Kittrell was born to James and Alice Kittrell. Education was very important to the Kittrell family: she and her eight siblings were encouraged to do well in school and praised for their accomplishments. Her father often read stories and poems to the family.

Flemmie graduated from high school with honors and received a B.S. degree from Hampton Institute in Hampton, Virginia in 1928. Her professors at Hampton, particularly Thomas Wyatt Turner, encouraged her to continue her studies of science and home economics in graduate school. During a period when there were very few female graduate students, Kittrell accepted a scholarship to Cornell University.

She finished her M.S. in 1930, and received a Ph.D. in nutrition in 1936. Her doctoral dissertation was A study on negro infant feeding practices in a selected community of North Carolina.
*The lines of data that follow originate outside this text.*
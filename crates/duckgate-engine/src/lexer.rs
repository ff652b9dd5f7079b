//! Minimal SQL lexical scanner.
//!
//! Classifies every character of a SQL fragment as code, quoted text or
//! comment. That is all the named-parameter rewriter and the filter
//! containment check need: neither may react to a `$`, `;` or `--` that
//! appears inside a string literal or a quoted identifier.

/// Lexical region a character belongs to.
#[derive(Debug, Clone, Copy, PartialEq, Eq)]
pub(crate) enum Region {
    Code,
    /// `'...'` string literal, quotes included.
    Literal,
    /// `"..."` quoted identifier, quotes included.
    QuotedIdent,
    /// `-- ...` up to and including the newline.
    LineComment,
    /// `/* ... */`, delimiters included.
    BlockComment,
}

/// One scanned character.
#[derive(Debug, Clone, Copy)]
pub(crate) struct Token {
    pub offset: usize,
    pub ch: char,
    pub region: Region,
}

/// Result of scanning a whole fragment.
pub(crate) struct Scan {
    pub tokens: Vec<Token>,
    /// Region in effect after the last character; anything but `Code` or
    /// `LineComment` means an unterminated literal or comment.
    pub trailing: Region,
}

pub(crate) fn scan(sql: &str) -> Scan {
    let chars: Vec<(usize, char)> = sql.char_indices().collect();
    let mut tokens = Vec::with_capacity(chars.len());
    let mut region = Region::Code;
    let mut i = 0;

    while i < chars.len() {
        let (offset, ch) = chars[i];
        let next = chars.get(i + 1).map(|(_, c)| *c);
        match region {
            Region::Code => match (ch, next) {
                ('\'', _) => {
                    tokens.push(Token { offset, ch, region: Region::Literal });
                    region = Region::Literal;
                }
                ('"', _) => {
                    tokens.push(Token { offset, ch, region: Region::QuotedIdent });
                    region = Region::QuotedIdent;
                }
                ('-', Some('-')) => {
                    tokens.push(Token { offset, ch, region: Region::LineComment });
                    region = Region::LineComment;
                }
                ('/', Some('*')) => {
                    tokens.push(Token { offset, ch, region: Region::BlockComment });
                    tokens.push(Token {
                        offset: chars[i + 1].0,
                        ch: '*',
                        region: Region::BlockComment,
                    });
                    region = Region::BlockComment;
                    i += 1;
                }
                _ => tokens.push(Token { offset, ch, region: Region::Code }),
            },
            Region::Literal | Region::QuotedIdent => {
                tokens.push(Token { offset, ch, region });
                let closing = if region == Region::Literal { '\'' } else { '"' };
                if ch == closing {
                    region = Region::Code;
                }
            }
            Region::LineComment => {
                tokens.push(Token { offset, ch, region });
                if ch == '\n' {
                    region = Region::Code;
                }
            }
            Region::BlockComment => {
                tokens.push(Token { offset, ch, region });
                if ch == '*' && next == Some('/') {
                    tokens.push(Token {
                        offset: chars[i + 1].0,
                        ch: '/',
                        region,
                    });
                    region = Region::Code;
                    i += 1;
                }
            }
        }
        i += 1;
    }

    Scan {
        tokens,
        trailing: region,
    }
}

#[cfg(test)]
mod tests {
    use super::*;

    fn code_text(sql: &str) -> String {
        scan(sql)
            .tokens
            .iter()
            .filter(|t| t.region == Region::Code)
            .map(|t| t.ch)
            .collect()
    }

    #[test]
    fn test_literals_and_comments_are_not_code() {
        let sql = "SELECT 'a;b', \"c--d\" /* x; */ FROM t -- trailing;\nWHERE 1";
        assert_eq!(code_text(sql), "SELECT ,   FROM t WHERE 1");
    }

    #[test]
    fn test_escaped_quote_stays_in_literal() {
        let scan = scan("'it''s'");
        assert!(scan.tokens.iter().all(|t| t.region == Region::Literal));
        assert_eq!(scan.trailing, Region::Code);
    }

    #[test]
    fn test_unterminated_literal_is_reported() {
        assert_eq!(scan("name = 'abc").trailing, Region::Literal);
        assert_eq!(scan("a /* open").trailing, Region::BlockComment);
        assert_eq!(scan("a -- fine").trailing, Region::LineComment);
    }
}
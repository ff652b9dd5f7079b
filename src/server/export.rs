//! Turning a query into an export response.
//!
//! File-backed artifacts are streamed from disk. The response body owns the
//! temporary file, so it is deleted once the body is dropped: after the last
//! chunk is sent, on a write error, or when the client goes away.

use axum::{
    body::Body,
    http::{header, HeaderValue},
    response::{IntoResponse, Response},
};
use duckgate_engine::{
    codec, DataFormat, EngineError, ExportArtifact, NamedParams, QuerySource, QuerySpec,
    TableStore,
};
use futures_util::StreamExt;
use tokio_util::io::ReaderStream;
use tracing::debug;

use super::error::ApiError;
use super::AppState;
use crate::config::ExportEngine;

/// One export request: what to read, how to shape it, and how to encode it.
#[derive(Debug, Clone)]
pub(crate) struct ExportRequest {
    pub source: QuerySource,
    pub spec: QuerySpec,
    pub params: NamedParams,
    pub format: DataFormat,
}

/// Run `request` on the blocking pool and build the response.
pub(crate) async fn export(state: &AppState, request: ExportRequest) -> Result<Response, ApiError> {
    let format = request.format;
    let engine = state.config.export_engine;
    let options = state.config.export_options();

    let artifact = state
        .run_store(move |store| produce(store, &request, engine, &options))
        .await?;
    artifact_response(artifact, format).await
}

fn produce(
    store: &TableStore,
    request: &ExportRequest,
    engine: ExportEngine,
    options: &codec::ExportOptions,
) -> duckgate_engine::Result<ExportArtifact> {
    if let QuerySource::Table(table) = &request.source {
        // Resolve first so a missing table is a 404 rather than a query error.
        store.get_schema(table.as_str())?;
    }

    // COPY cannot take bound parameters; those exports go through the codec.
    let native = engine == ExportEngine::Native
        && request.format != DataFormat::Json
        && request.params.is_empty();
    if native {
        let path = options.temp_file(request.format)?.into_temp_path();
        store.export_query(
            &request.source,
            &request.spec,
            &request.params,
            &path,
            request.format,
        )?;
        debug!(format = %request.format, "Exported with COPY");
        return Ok(ExportArtifact::spooled(path, request.format));
    }

    let rows = store.query(&request.source, &request.spec, &request.params)?;
    codec::export(&rows, request.format, options)
}

/// Build the HTTP response for an encoded export.
pub(crate) async fn artifact_response(
    artifact: ExportArtifact,
    format: DataFormat,
) -> Result<Response, ApiError> {
    let disposition = (format != DataFormat::Json).then(|| attachment(artifact.filename()));

    let mut response = match artifact {
        ExportArtifact::Inline {
            body, media_type, ..
        } => ([(header::CONTENT_TYPE, media_type)], body).into_response(),
        ExportArtifact::Spooled {
            file, media_type, ..
        } => {
            let handle = tokio::fs::File::open(&file).await?;
            let len = handle.metadata().await?.len();
            // The closure owns the TempPath; dropping the body removes the file.
            let stream = ReaderStream::new(handle).map(move |chunk| {
                let _spooled = &file;
                chunk
            });
            let mut response =
                ([(header::CONTENT_TYPE, media_type)], Body::from_stream(stream)).into_response();
            response
                .headers_mut()
                .insert(header::CONTENT_LENGTH, HeaderValue::from(len));
            response
        }
    };

    if let Some(value) = disposition.transpose()? {
        response
            .headers_mut()
            .insert(header::CONTENT_DISPOSITION, value);
    }
    Ok(response)
}

fn attachment(filename: &str) -> Result<HeaderValue, ApiError> {
    HeaderValue::from_str(&format!("attachment; filename=\"{}\"", filename))
        .map_err(|e| ApiError::from(EngineError::encoding(e.to_string())))
}

#[cfg(test)]
mod tests {
    use super::*;
    use bytes::Bytes;

    #[tokio::test]
    async fn test_inline_json_has_no_disposition() {
        let artifact = ExportArtifact::Inline {
            body: Bytes::from_static(b"{}"),
            media_type: "application/json",
            filename: "result.json".into(),
        };
        let response = artifact_response(artifact, DataFormat::Json).await.unwrap();
        assert_eq!(response.headers()[header::CONTENT_TYPE], "application/json");
        assert!(response.headers().get(header::CONTENT_DISPOSITION).is_none());
    }

    #[tokio::test]
    async fn test_spooled_file_lives_as_long_as_the_body() {
        let dir = tempfile::tempdir().unwrap();
        let file = tempfile::Builder::new()
            .suffix(".csv")
            .tempfile_in(dir.path())
            .unwrap();
        std::fs::write(file.path(), "id\n1\n").unwrap();
        let artifact = ExportArtifact::spooled(file.into_temp_path(), DataFormat::Csv);

        let response = artifact_response(artifact, DataFormat::Csv).await.unwrap();
        assert_eq!(
            response.headers()[header::CONTENT_DISPOSITION],
            "attachment; filename=\"result.csv\""
        );
        assert_eq!(response.headers()[header::CONTENT_LENGTH], "5");
        assert_eq!(std::fs::read_dir(dir.path()).unwrap().count(), 1);

        let body = axum::body::to_bytes(response.into_body(), usize::MAX).await.unwrap();
        assert_eq!(&body[..], b"id\n1\n");
        assert_eq!(std::fs::read_dir(dir.path()).unwrap().count(), 0);
    }

    #[tokio::test]
    async fn test_unread_body_still_removes_the_file() {
        let dir = tempfile::tempdir().unwrap();
        let file = tempfile::Builder::new().tempfile_in(dir.path()).unwrap();
        std::fs::write(file.path(), "payload").unwrap();
        let artifact = ExportArtifact::spooled(file.into_temp_path(), DataFormat::Parquet);

        let response = artifact_response(artifact, DataFormat::Parquet).await.unwrap();
        drop(response);
        assert_eq!(std::fs::read_dir(dir.path()).unwrap().count(), 0);
    }
}
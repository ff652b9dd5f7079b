//! Built-in smoke tests behind `GET /test`.
//!
//! Each run opens a scratch in-memory store, so the served database is never
//! touched. A failing case is reported, never raised.

use std::io::Read;

use duckgate_engine::{
    codec, DataFormat, EngineError, ExportArtifact, ExportOptions, Identifier, NamedParams,
    QuerySource, QuerySpec, ResultSet, TableStore, Value,
};
use serde::Serialize;
use tracing::{debug, warn};

const TABLE: &str = "smoke_users";
const NAMES: [&str; 5] = ["Alice", "Bob", "Carol", "Dave", "Erin"];

/// Outcome of one smoke-test case.
#[derive(Debug, Clone, Serialize)]
pub struct SmokeCase {
    pub name: &'static str,
    pub ok: bool,
    #[serde(skip_serializing_if = "Option::is_none")]
    pub detail: Option<String>,
}

/// Outcome of a full smoke-test run.
#[derive(Debug, Clone, Serialize)]
pub struct SmokeReport {
    pub passed: usize,
    pub failed: usize,
    pub cases: Vec<SmokeCase>,
}

type Check = fn(&TableStore, &ExportOptions) -> Result<(), String>;

const CASES: &[(&str, Check)] = &[
    ("create_table", create_table),
    ("insert_rows", insert_rows),
    ("export_json", export_json),
    ("export_csv", export_csv),
    ("select_order", select_order),
    ("limit_offset", limit_offset),
    ("pivot", pivot),
    ("named_params", named_params),
    ("filter_containment", filter_containment),
    ("csv_round_trip", csv_round_trip),
    ("drop_table_twice", drop_table_twice),
];

/// Run every case in order against a fresh in-memory store.
pub fn run_smoke_tests(options: &ExportOptions) -> SmokeReport {
    let cases = match TableStore::open_in_memory() {
        Ok(store) => {
            let cases = CASES
                .iter()
                .map(|&(name, check)| {
                    let outcome = check(&store, options);
                    match &outcome {
                        Ok(()) => debug!(case = name, "Smoke test passed"),
                        Err(detail) => {
                            warn!(case = name, detail = %detail, "Smoke test failed")
                        }
                    }
                    SmokeCase {
                        name,
                        ok: outcome.is_ok(),
                        detail: outcome.err(),
                    }
                })
                .collect();
            store.close();
            cases
        }
        Err(e) => vec![SmokeCase {
            name: "open_store",
            ok: false,
            detail: Some(e.to_string()),
        }],
    };

    let passed = cases.iter().filter(|c| c.ok).count();
    SmokeReport {
        passed,
        failed: cases.len() - passed,
        cases,
    }
}

// ─── Cases ───────────────────────────────────────────────────────────────────

fn create_table(store: &TableStore, _: &ExportOptions) -> Result<(), String> {
    let columns = [
        ("id".to_string(), "INTEGER".to_string()),
        ("name".to_string(), "VARCHAR".to_string()),
        ("score".to_string(), "DOUBLE".to_string()),
    ];
    store.create_table(TABLE, &columns).map_err(fail)?;
    let schema = store.get_schema(TABLE).map_err(fail)?;
    expect_eq(schema.columns.len(), 3, "column count")
}

fn insert_rows(store: &TableStore, _: &ExportOptions) -> Result<(), String> {
    let rows = ResultSet::new(
        vec!["id".into(), "name".into(), "score".into()],
        (1..=5)
            .map(|i| {
                vec![
                    Value::Integer(i),
                    Value::Text(NAMES[(i - 1) as usize].into()),
                    Value::Float(i as f64 * 1.5),
                ]
            })
            .collect(),
    )
    .map_err(fail)?;
    let inserted = store.insert_rows(TABLE, &rows).map_err(fail)?;
    expect_eq(inserted, 5, "inserted rows")
}

fn export_json(store: &TableStore, options: &ExportOptions) -> Result<(), String> {
    let spec = QuerySpec::builder()
        .select(["id", "name"])
        .order_by(["id"])
        .limit(2)
        .build()
        .map_err(fail)?;
    let body = export_text(store, &spec, DataFormat::Json, options)?;
    expect_eq(
        body.as_str(),
        r#"{"columns":["id","name"],"data":[{"id":1,"name":"Alice"},{"id":2,"name":"Bob"}]}"#,
        "json body",
    )
}

fn export_csv(store: &TableStore, options: &ExportOptions) -> Result<(), String> {
    let spec = QuerySpec::builder()
        .select(["id", "name"])
        .order_by(["id"])
        .limit(2)
        .build()
        .map_err(fail)?;
    let body = export_text(store, &spec, DataFormat::Csv, options)?;
    expect_eq(body.as_str(), "id,name\n1,Alice\n2,Bob\n", "csv body")
}

fn select_order(store: &TableStore, _: &ExportOptions) -> Result<(), String> {
    let spec = QuerySpec::builder()
        .select(["name", "id"])
        .limit(1)
        .build()
        .map_err(fail)?;
    let rows = store
        .query(&source()?, &spec, &NamedParams::new())
        .map_err(fail)?;
    expect_eq(rows.columns(), &["name".to_string(), "id".to_string()][..], "columns")
}

fn limit_offset(store: &TableStore, _: &ExportOptions) -> Result<(), String> {
    let spec = QuerySpec::builder()
        .order_by(["id"])
        .limit(3)
        .offset(2)
        .build()
        .map_err(fail)?;
    let rows = store
        .query(&source()?, &spec, &NamedParams::new())
        .map_err(fail)?;
    let ids: Vec<Value> = rows.records().filter_map(|r| r.get("id").cloned()).collect();
    expect_eq(
        ids,
        vec![Value::Integer(3), Value::Integer(4), Value::Integer(5)],
        "ids",
    )
}

fn pivot(store: &TableStore, _: &ExportOptions) -> Result<(), String> {
    let spec = QuerySpec::builder()
        .pivot_index(["id"])
        .pivot_column("name")
        .pivot_values("score")
        .order_by(["id"])
        .limit(1)
        .build()
        .map_err(fail)?;
    let rows = store
        .query(&source()?, &spec, &NamedParams::new())
        .map_err(fail)?;
    expect_eq(rows.get(0, "Alice"), Some(&Value::Float(1.5)), "pivoted cell")
}

fn named_params(store: &TableStore, _: &ExportOptions) -> Result<(), String> {
    let mut params = NamedParams::new();
    params.insert("name".into(), Value::Text("Bob'; DROP TABLE smoke_users; --".into()));
    let sql = format!("SELECT count(*) AS n FROM {} WHERE name = $name", TABLE);
    let rows = store.execute_sql(&sql, &params).map_err(fail)?;
    expect_eq(rows.get(0, "n"), Some(&Value::Integer(0)), "matches")?;
    expect_eq(store.row_count(TABLE).map_err(fail)?, 5, "rows after bound value")
}

fn filter_containment(_: &TableStore, _: &ExportOptions) -> Result<(), String> {
    match QuerySpec::builder().filter("x; DROP TABLE other").build() {
        Err(EngineError::InvalidFilter(_)) => Ok(()),
        Err(other) => Err(format!("expected InvalidFilter, got {}", other)),
        Ok(_) => Err("statement separator was accepted in a filter".to_string()),
    }
}

fn csv_round_trip(store: &TableStore, _: &ExportOptions) -> Result<(), String> {
    let spec = QuerySpec::builder().order_by(["id"]).build().map_err(fail)?;
    let rows = store
        .query(&source()?, &spec, &NamedParams::new())
        .map_err(fail)?;
    let mut encoded = Vec::new();
    codec::encode(&rows, DataFormat::Csv, &mut encoded).map_err(fail)?;
    let decoded = codec::decode(encoded.into(), DataFormat::Csv).map_err(fail)?;
    expect_eq(decoded, rows, "decoded rows")
}

fn drop_table_twice(store: &TableStore, _: &ExportOptions) -> Result<(), String> {
    store.drop_table(TABLE).map_err(fail)?;
    store.drop_table(TABLE).map_err(fail)?;
    let tables = store.list_tables().map_err(fail)?;
    expect_eq(tables.contains(&TABLE.to_string()), false, "table listed after drop")
}

// ─── Helpers ─────────────────────────────────────────────────────────────────

fn source() -> Result<QuerySource, String> {
    Identifier::parse(TABLE).map(QuerySource::Table).map_err(fail)
}

fn export_text(
    store: &TableStore,
    spec: &QuerySpec,
    format: DataFormat,
    options: &ExportOptions,
) -> Result<String, String> {
    let rows = store
        .query(&source()?, spec, &NamedParams::new())
        .map_err(fail)?;
    let bytes = match codec::export(&rows, format, options).map_err(fail)? {
        ExportArtifact::Inline { body, .. } => body.to_vec(),
        ExportArtifact::Spooled { file, .. } => {
            let mut buf = Vec::new();
            std::fs::File::open(&file)
                .and_then(|mut f| f.read_to_end(&mut buf))
                .map_err(fail)?;
            buf
        }
    };
    String::from_utf8(bytes).map_err(fail)
}

fn fail(e: impl std::fmt::Display) -> String {
    e.to_string()
}

fn expect_eq<T>(actual: T, expected: T, what: &str) -> Result<(), String>
where
    T: PartialEq + std::fmt::Debug,
{
    if actual == expected {
        Ok(())
    } else {
        Err(format!("{}: expected {:?}, got {:?}", what, expected, actual))
    }
}

#[cfg(test)]
mod tests {
    use super::*;

    #[test]
    fn test_all_cases_pass() {
        let dir = tempfile::tempdir().unwrap();
        let options = ExportOptions {
            spool_dir: dir.path().to_path_buf(),
            ..Default::default()
        };
        let report = run_smoke_tests(&options);

        let failures: Vec<_> = report.cases.iter().filter(|c| !c.ok).collect();
        assert!(failures.is_empty(), "{:?}", failures);
        assert_eq!(report.passed, CASES.len());
        assert_eq!(std::fs::read_dir(dir.path()).unwrap().count(), 0);
    }

    #[test]
    fn test_report_shape() {
        let report = SmokeReport {
            passed: 1,
            failed: 1,
            cases: vec![
                SmokeCase {
                    name: "a",
                    ok: true,
                    detail: None,
                },
                SmokeCase {
                    name: "b",
                    ok: false,
                    detail: Some("boom".into()),
                },
            ],
        };
        let json = serde_json::to_value(&report).unwrap();
        assert_eq!(json["cases"][0], serde_json::json!({"name": "a", "ok": true}));
        assert_eq!(json["cases"][1]["detail"], "boom");
    }
}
She was the first African American to gain a PhD in nutrition, and the first African-American woman PhD from Cornell University.

Career
Kittrell started as a high school teacher early in her career.  However, in 1928 she moved on as the director of nutrition at Bennett College in Greensboro, North Carolina.  During 1940-1944 she worked at Hampton Institute in Virginia as a professor in Nutrition, later becoming the dean of women and head of the department of home economics. As a pacifist during the war years, she volunteered for the Women's International League for Peace and Freedom. She also attended the founding meeting of the American Peace Movement (APM) in Chicago in 1940. The APM had ties to the Communist Party even though Kittrell eschewed Communism. However, someone at Hampton sent a tip to the FBI in 1941 claiming that Kittrell received mail from the APM, and so she was surveilled by the FBI for the following 20 years.  In 1944, she left Hampton Institute to become head of the home economics department at Howard University in Washington, D. C. Here she developed a broader curriculum for home economics that included child development. She believed that home economists should be concerned with low-income and minority families in small towns and rural areas. Kittrell also blended the home economics curriculum with courses in other areas such as science and engineering.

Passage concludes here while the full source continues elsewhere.